“Intervenção é intervenção”: general Mourão pede destituição do governo do Rio de Janeiro

Os generais da reserva estão assumindo um papel de destaque no debate político nos últimos dias. Sinal de um tempo em que os militares estão avançando rapidamente sobre o poder político. Um general da reserva, Joaquim Silva e Luna, está à frente do Ministério da Defesa, é o primeiro militar a comandar a pasta desde 1999, quando o cargo foi criado. Outro general da reserva, Umberto Andrade, pediu em uma coluna de opinião no jornal carioca O Dia que a intervenção no Rio não seja apenas na área da segurança, mas em todas as áreas. Ou seja, que os militares assumam o governo do Rio.

Um novo general entrou para esse grupo hoje (28): Hamilton Mourão. Durante a cerimônia que formalizou sua entrada na reserva, Mourão, assim como Andrade, também pediu uma intervenção mais geral no Rio de Janeiro. “Se é intervenção, é intervenção. Já que há o desgaste, vamos nos desgastar por inteiro.” Segundo Mourão, a intervenção limitada à área da segurança é uma “intervenção meia-sola”.

Em setembro do ano passado, Mourão havia declarado que os militares deveriam intervir na política por meio de “aproximações sucessivas”, e atacou o Judiciário por não resolver o “problema dos políticos”. Desde então, a presença dos militares na política nacional aumentou de forma muito significativa. Todo o aparato de repressão e informação está sob controle direto dos militares, além de controlarem um estado central para o poder político no país.

Diante do avanço do golpe militar, Mourão já está pedindo mais desde já. Quer um golpe militar completo no Rio de Janeiro, com os militares comandando todas as áreas do governo. Durante a cerimônia, Mourão afirmou também que apoiará Bolsonaro nas eleições e que o coronel Carlos Alberto Brilhante Ustra, que torturava gente sob custódia do Estado sem nenhuma chance de defesa, “é um herói”.

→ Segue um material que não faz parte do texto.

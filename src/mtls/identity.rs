//! Peer identity extraction.
//!
//! Parses the X.509 DER certificate a peer presented during the handshake
//! and extracts the fields the application layer inspects: the ordered
//! subject attributes, commonName, issuer, SAN entries and validity window.
//!
//! Attributes are looked up **by name**.  Tools differ in the order they
//! write subject attributes, so positional access is never offered.

use std::net::IpAddr;

use base64::Engine;
use base64::engine::general_purpose::STANDARD;
use rustls::pki_types::CertificateDer;
use time::OffsetDateTime;
use x509_parser::certificate::X509Certificate;
use x509_parser::extensions::GeneralName;
use x509_parser::prelude::FromDer;
use x509_parser::x509::X509Name;

use crate::{Error, Result};

// ─────────────────────────────────────────────────────────────────────────────
// Peer identity
// ─────────────────────────────────────────────────────────────────────────────

/// One `(name, value)` pair of a distinguished name.
///
/// Well-known attributes use their long names (`commonName`,
/// `organizationName`, …); anything else keeps its dotted OID.
#[derive(Debug, Clone, PartialEq, Eq)]
pub struct SubjectAttribute {
    /// Attribute long name or dotted OID.
    pub name: String,
    /// Attribute value as text.
    pub value: String,
}

/// Identity of an authenticated peer.
///
/// Read-only; produced by the endpoint after a successful handshake.
#[derive(Debug, Clone, PartialEq, Eq)]
pub struct PeerIdentity {
    /// Subject attributes in certificate order.
    pub subject: Vec<SubjectAttribute>,

    /// Certificate Common Name (CN).
    pub common_name: Option<String>,

    /// Issuer distinguished name, RFC 4514 style.
    pub issuer: String,

    /// Subject Alternative Name: DNS entries.
    pub san_dns_names: Vec<String>,

    /// Subject Alternative Name: IP address entries.
    pub san_ip_addresses: Vec<IpAddr>,

    /// Start of the validity window.
    pub not_before: OffsetDateTime,

    /// End of the validity window.
    pub not_after: OffsetDateTime,

    /// Pre-computed human-readable label for logs.
    pub display_name: String,

    der: CertificateDer<'static>,
}

impl PeerIdentity {
    /// Parse a DER-encoded certificate and extract its identity fields.
    ///
    /// # Errors
    ///
    /// Returns `Error::HandshakeFailed` if the certificate cannot be parsed:
    /// a peer whose certificate is malformed is not authenticated.
    pub fn from_der(der: CertificateDer<'static>) -> Result<Self> {
        let (_, cert) = X509Certificate::from_der(der.as_ref()).map_err(|e| {
            Error::HandshakeFailed(format!("Failed to parse peer certificate: {e}"))
        })?;

        let subject = extract_attributes(cert.subject());
        let common_name = extract_cn(&cert);
        let (san_dns_names, san_ip_addresses) = extract_sans(&cert);
        let display_name = common_name
            .clone()
            .unwrap_or_else(|| cert.subject().to_string());

        let validity = cert.validity();
        let not_before = validity.not_before.to_datetime();
        let not_after = validity.not_after.to_datetime();
        let issuer = cert.issuer().to_string();

        Ok(Self {
            subject,
            common_name,
            issuer,
            san_dns_names,
            san_ip_addresses,
            not_before,
            not_after,
            display_name,
            der,
        })
    }

    /// Look up a subject attribute by long name (`"commonName"`) or short
    /// name (`"CN"`).  Returns the first match.
    #[must_use]
    pub fn subject_attribute(&self, name: &str) -> Option<&str> {
        let long = long_name_for(name).unwrap_or(name);
        self.subject
            .iter()
            .find(|attr| attr.name == long)
            .map(|attr| attr.value.as_str())
    }

    /// The certificate as presented on the wire.
    #[must_use]
    pub fn der(&self) -> &CertificateDer<'static> {
        &self.der
    }

    /// The certificate re-encoded as PEM.
    #[must_use]
    pub fn to_pem(&self) -> String {
        let encoded = STANDARD.encode(self.der.as_ref());
        let mut pem = String::from("-----BEGIN CERTIFICATE-----\n");
        for line in encoded.as_bytes().chunks(64) {
            pem.push_str(&String::from_utf8_lossy(line));
            pem.push('\n');
        }
        pem.push_str("-----END CERTIFICATE-----\n");
        pem
    }
}

// ─────────────────────────────────────────────────────────────────────────────
// Extraction helpers
// ─────────────────────────────────────────────────────────────────────────────

/// `(short name, long name, dotted OID)` of well-known subject attributes.
const ATTRIBUTE_NAMES: &[(&str, &str, &str)] = &[
    ("C", "countryName", "2.5.4.6"),
    ("ST", "stateOrProvinceName", "2.5.4.8"),
    ("L", "localityName", "2.5.4.7"),
    ("O", "organizationName", "2.5.4.10"),
    ("OU", "organizationalUnitName", "2.5.4.11"),
    ("CN", "commonName", "2.5.4.3"),
];

fn long_name_for(short: &str) -> Option<&'static str> {
    ATTRIBUTE_NAMES
        .iter()
        .find(|(s, _, _)| *s == short)
        .map(|(_, long, _)| *long)
}

/// Walk the DN in order, naming each attribute.
fn extract_attributes(name: &X509Name<'_>) -> Vec<SubjectAttribute> {
    name.iter_attributes()
        .map(|attr| {
            let oid = attr.attr_type().to_id_string();
            let name = match ATTRIBUTE_NAMES.iter().find(|(_, _, dotted)| *dotted == oid) {
                Some((_, long, _)) => (*long).to_owned(),
                None => oid,
            };
            let value = attr.as_str().unwrap_or("<binary>").to_owned();
            SubjectAttribute { name, value }
        })
        .collect()
}

/// Extract the CN attribute from the subject DN.
fn extract_cn(cert: &X509Certificate<'_>) -> Option<String> {
    cert.subject()
        .iter_common_name()
        .next()
        .and_then(|attr| attr.as_str().ok())
        .map(str::to_owned)
}

/// Extract SAN DNS and SAN IP entries from the certificate extensions.
fn extract_sans(cert: &X509Certificate<'_>) -> (Vec<String>, Vec<IpAddr>) {
    let mut dns_names = Vec::new();
    let mut ips = Vec::new();

    if let Ok(Some(san_ext)) = cert.subject_alternative_name() {
        for name in &san_ext.value.general_names {
            match name {
                GeneralName::DNSName(dns) => dns_names.push((*dns).to_owned()),
                GeneralName::IPAddress(raw) => {
                    if let Some(ip) = ip_from_bytes(raw) {
                        ips.push(ip);
                    }
                }
                _ => {}
            }
        }
    }

    (dns_names, ips)
}

fn ip_from_bytes(raw: &[u8]) -> Option<IpAddr> {
    match raw.len() {
        4 => <[u8; 4]>::try_from(raw).ok().map(IpAddr::from),
        16 => <[u8; 16]>::try_from(raw).ok().map(IpAddr::from),
        _ => None,
    }
}

// ─────────────────────────────────────────────────────────────────────────────
// Tests
// ─────────────────────────────────────────────────────────────────────────────
impl<IO> SecureEndpoint<IO>
where
    IO: AsyncRead + AsyncWrite + Unpin,
{
    /// Wrap a raw byte stream.
    pub fn new(io: IO, context: TrustContext, timeouts: Timeouts) -> Self {
        Self {
            transport: Transport::Raw(io),
            context,
            timeouts,
            state: ConnectionState::Unestablished,
            peer: None,
            peer_addr: None,
        }
    }

    /// Record the remote address for logging.
    #[must_use]
    pub fn with_peer_addr(mut self, addr: SocketAddr) -> Self {
        self.peer_addr = Some(addr);
        self
    }

    /// Current lifecycle state.
    #[must_use]
    pub fn state(&self) -> ConnectionState {
        self.state
    }

    /// Remote address, when the transport has one.
    #[must_use]
    pub fn peer_addr(&self) -> Option<SocketAddr> {
        self.peer_addr
    }

    /// Role of the underlying trust context.
    #[must_use]
    pub fn role(&self) -> Role {
        self.context.role()
    }

    /// Run the TLS handshake.
    ///
    /// # Errors
    ///
    /// - `Error::State` unless the endpoint is `Unestablished`
    /// - `Error::HandshakeFailed` if the peer was rejected, presented no
    ///   certificate, or the handshake timed out (state `HandshakeFailed`)
    /// - `Error::Transport` on socket failure (state `Error`)
    pub async fn handshake(&mut self) -> Result<()> {
        self.require("handshake", ConnectionState::Unestablished)?;
        let Transport::Raw(io) = mem::replace(&mut self.transport, Transport::Released) else {
            return Err(self.state_error("handshake"));
        };
        self.transition(ConnectionState::Handshaking);

        let outcome = timeout(self.timeouts.handshake, self.context.establish(io)).await;
        let stream = match outcome {
            Ok(Ok(stream)) => stream,
            Ok(Err(e)) if is_tls_error(&e) => {
                return Err(self.handshake_failed(format!("TLS handshake rejected: {e}")));
            }
            Ok(Err(e)) => {
                self.transition(ConnectionState::Error);
                warn!(peer = ?self.peer_addr, error = %e, "transport failed during handshake");
                return Err(Error::Transport(format!("Handshake I/O failed: {e}")));
            }
            Err(_) => {
                return Err(self.handshake_failed(format!(
                    "TLS handshake timed out after {:?}",
                    self.timeouts.handshake
                )));
            }
        };

        let leaf = stream
            .get_ref()
            .1
            .peer_certificates()
            .and_then(|certs| certs.first())
            .map(|cert| cert.clone().into_owned());
        let Some(leaf) = leaf else {
            return Err(self.handshake_failed("Peer presented no certificate".to_string()));
        };
        let identity = match PeerIdentity::from_der(leaf) {
            Ok(identity) => identity,
            Err(e) => return Err(self.handshake_failed(e.to_string())),
        };

        let (_, conn) = stream.get_ref();
        info!(
            peer = ?self.peer_addr,
            role = %self.context.role(),
            common_name = ?identity.common_name,
            protocol = ?conn.protocol_version(),
            cipher_suite = ?conn.negotiated_cipher_suite().map(|s| s.suite()),
            "peer authenticated"
        );

        self.peer = Some(identity);
        self.transport = Transport::Tls(Box::new(stream));
        self.transition(ConnectionState::Authenticated);
        Ok(())
    }

    /// Identity of the authenticated peer.
    ///
    /// # Errors
    ///
    /// `Error::State` unless the endpoint is `Authenticated`.
    pub fn peer_identity(&self) -> Result<&PeerIdentity> {
        self.require("read peer identity", ConnectionState::Authenticated)?;
        self.peer
            .as_ref()
            .ok_or_else(|| self.state_error("read peer identity"))
    }

    /// Write all of `data` and flush.
    ///
    /// # Errors
    ///
    /// `Error::State` unless `Authenticated`; `Error::HandshakeFailed` if
    /// the peer has rejected our certificate, `Error::Transport` on other
    /// I/O failure (state becomes `Error` in both cases).
    pub async fn send(&mut self, data: &[u8]) -> Result<()> {
        let stream = self.tls_stream("send")?;
        let result = match stream.write_all(data).await {
            Ok(()) => stream.flush().await,
            Err(e) => Err(e),
        };
        match result {
            Ok(()) => {
                debug!(peer = ?self.peer_addr, bytes = data.len(), "sent");
                Ok(())
            }
            Err(e) => Err(self.io_failed("send", &e)),
        }
    }

    /// One read of at most `max` bytes.  Returns an empty buffer only when
    /// the peer closed the connection in an orderly way.
    ///
    /// Under TLS 1.3 a client finishes its handshake before the server has
    /// checked the client certificate, so a rejection by the server first
    /// shows up here as a certificate alert.
    ///
    /// # Errors
    ///
    /// - `Error::Config` if `max` is zero (state unchanged)
    /// - `Error::State` unless `Authenticated`
    /// - `Error::HandshakeFailed` on a certificate alert from the peer,
    ///   `Error::Transport` on other I/O failure and `Error::Timeout` when
    ///   nothing arrives within the receive timeout (state `Error`)
    pub async fn receive(&mut self, max: usize) -> Result<Vec<u8>> {
        if max == 0 {
            return Err(Error::Config(
                "receive needs room for at least one byte".to_string(),
            ));
        }
        let limit = self.timeouts.receive;
        let stream = self.tls_stream("receive")?;
        let mut buf = vec![0u8; max];

        let outcome = timeout(limit, stream.read(&mut buf)).await;
        match outcome {
            Ok(Ok(n)) => {
                buf.truncate(n);
                debug!(peer = ?self.peer_addr, bytes = n, "received");
                Ok(buf)
            }
            Ok(Err(e)) => Err(self.io_failed("receive", &e)),
            Err(_) => {
                self.release();
                self.transition(ConnectionState::Error);
                warn!(peer = ?self.peer_addr, timeout = ?limit, "receive timed out");
                Err(Error::Timeout(format!("No data received within {limit:?}")))
            }
        }
    }

    /// Send close_notify when possible, shut the transport down and move to
    /// `Closed`.  Valid in every state; closing twice is a no-op.
    pub async fn close(&mut self) {
        if self.state == ConnectionState::Closed {
            return;
        }
        if self.state.is_terminal() {
            debug!(peer = ?self.peer_addr, state = %self.state, "closing failed endpoint");
        }

        let shutdown = match mem::replace(&mut self.transport, Transport::Released) {
            Transport::Tls(mut stream) => timeout(CLOSE_GRACE, stream.shutdown()).await,
            Transport::Raw(mut io) => timeout(CLOSE_GRACE, io.shutdown()).await,
            Transport::Released => Ok(Ok(())),
        };
        match shutdown {
            Ok(Ok(())) => {}
            Ok(Err(e)) => debug!(peer = ?self.peer_addr, error = %e, "shutdown error ignored"),
            Err(_) => debug!(peer = ?self.peer_addr, "shutdown grace period elapsed"),
        }

        self.peer = None;
        self.transition(ConnectionState::Closed);
    }

    /// Negotiated TLS version, once authenticated.
    #[must_use]
    pub fn protocol_version(&self) -> Option<ProtocolVersion> {
        match &self.transport {
            Transport::Tls(stream) => stream.get_ref().1.protocol_version(),
            _ => None,
        }
    }

    /// Negotiated cipher suite, once authenticated.
    #[must_use]
    pub fn cipher_suite(&self) -> Option<CipherSuite> {
        match &self.transport {
            Transport::Tls(stream) => stream
                .get_ref()
                .1
                .negotiated_cipher_suite()
                .map(|s| s.suite()),
            _ => None,
        }
    }

    // ── internals ────────────────────────────────────────────────────────────

    fn transition(&mut self, next: ConnectionState) {
        debug_assert!(
            self.state.can_transition_to(next),
            "illegal transition {} -> {next}",
            self.state
        );
        debug!(
            peer = ?self.peer_addr,
            role = %self.context.role(),
            from = %self.state,
            to = %next,
            "connection state changed"
        );
        self.state = next;
    }

    fn require(&self, operation: &'static str, expected: ConnectionState) -> Result<()> {
        if self.state == expected {
            Ok(())
        } else {
            Err(self.state_error(operation))
        }
    }

    fn state_error(&self, operation: &'static str) -> Error {
        Error::State {
            operation,
            state: self.state,
        }
    }

    fn tls_stream(&mut self, operation: &'static str) -> Result<&mut TlsStream<IO>> {
        self.require(operation, ConnectionState::Authenticated)?;
        let state = self.state;
        match &mut self.transport {
            Transport::Tls(stream) => Ok(stream),
            _ => Err(Error::State { operation, state }),
        }
    }

    fn release(&mut self) {
        self.transport = Transport::Released;
        self.peer = None;
    }

    fn handshake_failed(&mut self, reason: String) -> Error {
        self.release();
        self.transition(ConnectionState::HandshakeFailed);
        warn!(peer = ?self.peer_addr, role = %self.context.role(), reason = %reason, "handshake failed");
        Error::HandshakeFailed(reason)
    }

    fn io_failed(&mut self, operation: &str, err: &io::Error) -> Error {
        self.release();
        self.transition(ConnectionState::Error);
        if let Some(alert) = certificate_alert(err) {
            warn!(peer = ?self.peer_addr, operation, ?alert, "peer rejected our certificate");
            return Error::HandshakeFailed(format!("Peer rejected our certificate: {alert:?}"));
        }
        warn!(peer = ?self.peer_addr, operation, error = %err, "transport failed");
        Error::Transport(format!("{operation} failed: {err}"))
    }
}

Eduardo Villas Bôas, comandante do Exército, também estava no evento, e defendeu “regras de engajamento” que sejam “claras” para as tropas que atuam no Rio. Na prática, o que o comandante quer é permissão ao Exército para matar nos morros do Rio de Janeiro. Se o pedido de Mourão por uma “intervenção por inteiro” for atendida, estará estabelecida uma ditadura militar completa, no Rio, pronta para tomar o resto do país. “intervenção é intervenção”.